Recently PHP 5.5 was released into beta, which puts us one step closer to another release of PHP. This week, I thought I would spend a little time explaining a new feature that will be implemented in 5.5 that will hopefully make dealing with passwords easier for developers to grasp and properly implement. I cannot tell you the number of apps, even ones written within the last year or so, that I open up only to find either an md5 hash, or worse, clear text password storage. I keep telling myself that eventually this will come to an end, and people will stop taking the easy way out. Maybe PHP 5.5 will have made it so easy that there is simply no further excuse not to implement solid password hashing.
PHP 5.5 will implement a new API for password hashing which acts as a wrapper around the crypt() function, with the goal of simplifying its use to for a successful implementation. As this API will be an integral part of the PHP core, there are no external requirements or additional installation needed. Additionally, there is no configuration available for this API via directives in php.ini.
There are 4 functions in the API, the first being password_get_info() . This function accepts a single parameter, $hash , which must be a valid hash created using a hashing algorithm that is supported by the password_hash() function. The function returns an array which is structured as follows:
$arrHashInfo = array(
'algo' => 1,
'algoName' => "bcrypt",
'cost' => 10
// algo : an integer representing the password algorithm constant
// algoName : human friendly name of the hashing algorithm
// options: the options that were used when calling password_hash()
The next function is called password_hash() and is used to create hashes. It requires 2 parameters, with a 3rd optional:
- $password: a clear text string to be hashed
- $algo: an integer of the algorithm constant being used (e.g. 1 = bcrypt/blowfish)
- $options [optional]: options to use, currently only ‘salt’ and ‘cost’ are available for use. If omitted, a random salt and default cost are used.
This function returns the hash if successful. In the case of failure, the function will return FALSE .
The third function, password_needs_rehash() is used to determine whether or not a given hash meets the requirements as specified in the options given. Three parameters are accepted for this function:
- $hash: a string of the password hash
- $algo: the algorithm that the hash is being checked against
- $options [optional]: an array of options used to verify the hash against. As with password_hash() , there are 2 choices, salt & cost. If this parameter is omitted, the default cost is used.
This function returns TRUE if the password needs to be rehashed, and FALSE if it doesn’t.
Finally, the password_verify() function is used to verify a clear text string against a specified hash. This function accepts only 2 parameters and both are required. The first is $password , which is the clear text string of the user’s password, and the second is the $hash itself; the one you store in the database for instance. This function returns TRUE if the password matches the hash, and FALSE if it does not.
Benefits of this API
As I was reading up on this subject, I found a considerable amount of dialog about it, and whether or not it was useful or better than what is already available.
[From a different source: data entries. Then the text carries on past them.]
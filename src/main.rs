mod core;
mod features;
mod modules;
mod shared;

use crate::core::config::Config;
use crate::core::openapi::{ApiDoc, SwaggerInfoModifier};
use crate::core::{database, middleware};
use crate::features::auth::{routes as auth_routes, SessionService};
use crate::features::categories::{routes as categories_routes, CategoryService, PgCategoryStore};
use crate::features::works::{routes as works_routes, PgWorkStore, WorkService, WorksState};
use crate::modules::storage::MinIOClient;
use axum::{middleware::from_fn, Router};
use std::sync::Arc;
use tower_http::request_id::{PropagateRequestIdLayer, SetRequestIdLayer};
use tower_http::trace::{DefaultOnRequest, DefaultOnResponse, TraceLayer};
use tracing::Level;
use tracing_subscriber::{layer::SubscriberExt, util::SubscriberInitExt};
use utoipa::Modify;
use utoipa::OpenApi;
use utoipa_swagger_ui::SwaggerUi;

fn main() -> anyhow::Result<()> {
    let worker_threads = std::env::var("TOKIO_WORKER_THREADS")
        .ok()
        .and_then(|s| s.parse().ok())
        .unwrap_or_else(|| {
            std::thread::available_parallelism()
                .map(|p| p.get())
                .unwrap_or(4)
        });

    let runtime = tokio::runtime::Builder::new_multi_thread()
        .worker_threads(worker_threads)
        .enable_all()
        .build()?;

    runtime.block_on(async_main(worker_threads))
}

async fn async_main(worker_threads: usize) -> anyhow::Result<()> {
    // Load .env file BEFORE initializing logger so RUST_LOG is available
    let _ = dotenvy::dotenv();

    tracing_subscriber::registry()
        .with(
            tracing_subscriber::EnvFilter::try_from_default_env().unwrap_or_else(|_| "info".into()),
        )
        .with(tracing_subscriber::fmt::layer())
        .init();

    let config = Config::from_env().map_err(|e| anyhow::anyhow!(e))?;
    tracing::info!(
        "Configuration loaded (tokio_worker_threads={}, pid={})",
        worker_threads,
        std::process::id()
    );

    let pool = database::create_pool(&config.database).await?;
    tracing::info!("Database connection pool created");

    tracing::info!("Running database migrations...");
    sqlx::migrate!("./migrations")
        .run(&pool)
        .await
        .map_err(|e| anyhow::anyhow!("Migration failed: {}", e))?;
    tracing::info!("Database migrations completed successfully");

    // Stores and services
    let category_service = Arc::new(CategoryService::new(Arc::new(PgCategoryStore::new(
        pool.clone(),
        config.warehouse.categories_ref(),
    ))));
    let work_service = Arc::new(WorkService::new(Arc::new(PgWorkStore::new(
        pool.clone(),
        config.warehouse.works_ref(),
    ))));
    tracing::info!(
        "Warehouse tables: {}, {}",
        config.warehouse.categories_ref(),
        config.warehouse.works_ref()
    );

    let sessions = Arc::new(SessionService::new(&config.admin));
    tracing::info!("Admin session registry initialized");

    // Object storage is optional; without it preview images are refused
    let storage = match config.minio.clone() {
        Some(minio) => {
            let client = MinIOClient::new(minio)
                .await
                .map_err(|e| anyhow::anyhow!("Failed to initialize MinIO client: {}", e))?;
            tracing::info!("Preview images stored in bucket: {}", client.bucket_name());
            Some(Arc::new(client))
        }
        None => {
            tracing::warn!("MINIO_ENDPOINT not set, preview image uploads disabled");
            None
        }
    };

    let works_state = WorksState {
        works: work_service,
        categories: Arc::clone(&category_service),
        storage,
    };

    let swagger_modifier = SwaggerInfoModifier {
        title: config.swagger.title.clone(),
        version: config.swagger.version.clone(),
        description: config.swagger.description.clone(),
    };

    let mut openapi = ApiDoc::openapi();
    swagger_modifier.modify(&mut openapi);

    let swagger = if let Some(credentials) = config.swagger.credentials() {
        tracing::info!("Swagger UI basic auth enabled");
        Router::new()
            .merge(SwaggerUi::new("/swagger-ui").url("/api-docs/openapi.json", openapi))
            .layer(from_fn(middleware::basic_auth_middleware(Arc::new(
                credentials,
            ))))
    } else {
        tracing::info!("Swagger UI basic auth disabled (no credentials configured)");
        Router::new().merge(SwaggerUi::new("/swagger-ui").url("/api-docs/openapi.json", openapi))
    };

    // Routes behind an admin session
    let protected_routes = Router::new()
        .merge(auth_routes::protected_routes(Arc::clone(&sessions)))
        .nest(
            "/api/admin",
            Router::new()
                .merge(categories_routes::routes(category_service))
                .merge(works_routes::routes(works_state)),
        )
        .route_layer(axum::middleware::from_fn_with_state(
            Arc::clone(&sessions),
            middleware::require_admin_session,
        ));

    async fn health_check() -> axum::http::StatusCode {
        axum::http::StatusCode::OK
    }
    let health_route = Router::new().route("/health", axum::routing::get(health_check));

    let app = Router::new()
        .merge(swagger)
        .merge(protected_routes)
        .merge(auth_routes::public_routes(sessions))
        .merge(health_route)
        .layer(middleware::cors_layer(
            config.app.cors_allowed_origins.clone(),
        ))
        // Propagate X-Request-Id to response headers
        .layer(PropagateRequestIdLayer::x_request_id())
        .layer(
            TraceLayer::new_for_http()
                .make_span_with(middleware::MakeSpanWithRequestId)
                .on_request(DefaultOnRequest::new().level(Level::INFO))
                .on_response(DefaultOnResponse::new().level(Level::INFO)),
        )
        // Generate X-Request-Id using UUID v7 (or use client-provided one)
        .layer(SetRequestIdLayer::x_request_id(middleware::MakeRequestUuid));

    let addr = config.app.server_address();
    let socket_addr: std::net::SocketAddr = addr
        .parse()
        .map_err(|e| anyhow::anyhow!("Invalid address: {}", e))?;

    let socket = socket2::Socket::new(
        socket2::Domain::for_address(socket_addr),
        socket2::Type::STREAM,
        Some(socket2::Protocol::TCP),
    )?;

    socket.set_reuse_address(true)?;
    socket.set_nodelay(true)?;

    let keepalive = socket2::TcpKeepalive::new().with_time(std::time::Duration::from_secs(60));
    socket.set_tcp_keepalive(&keepalive)?;

    socket.set_nonblocking(true)?;
    socket.bind(&socket_addr.into())?;
    socket.listen(1024)?;

    let listener = tokio::net::TcpListener::from_std(socket.into())?;
    tracing::info!("Server listening on http://{}", addr);
    tracing::info!("Swagger UI available at http://{}/swagger-ui/", addr);

    axum::serve(listener, app).await?;

    Ok(())
}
There is also a lot of spirited discussion about the fact that this in not an object oriented implementation, and that the implementation does not use namespaces. If you are interested in that part of the debate, and the thought process behind it, you can read all about it on Reddit.
All things being equal, the main benefit of this is clear, at least to me. The process of hashing a password using PHP is being made much much easier. What’s more, the algorithm used in this implementation is far superior to what most new developers would choose on their own. What’s more, this is built for the future and will allow easier integration of newer, stronger algorithms as they are developed and then vetted to assure that they are robust.
I like this API because it is abundantly clear what it is for. Someone searching the PHP manual or whatever for the term
password will come across this and know that this is what should be used. As it stands today, a new developer walking into PHP may have to choose between md5, sha, crypt, and then read and research further to figure out which one to use and with which options, etc. That leaves a lot of room for error, especially when the easiest methods like md5 are the least secure. In a world where human beings are known for choosing the easiest option, or taking the path of least resistance, it is nice to see that, starting with PHP 5.5, the path of least resistance is going to be durable and robust. I am looking forward to using it in my apps.
To wrap this one up, I think that Anthony Ferrara (@ircmaxell) has done a great job seeing this one through to acceptance, and for that, I am very grateful. This is a step in the right direction for PHP, and though it may seem like a nice new wrapper for technology that already exists to those with a lot of experience in this area, newer developers should find it to be a refreshingly simple way to put strong password encryption into their applications. Making security easier to implement correctly benefits not only the developer, but also the PHP community at large.
Best of luck in all your PHP endeavors!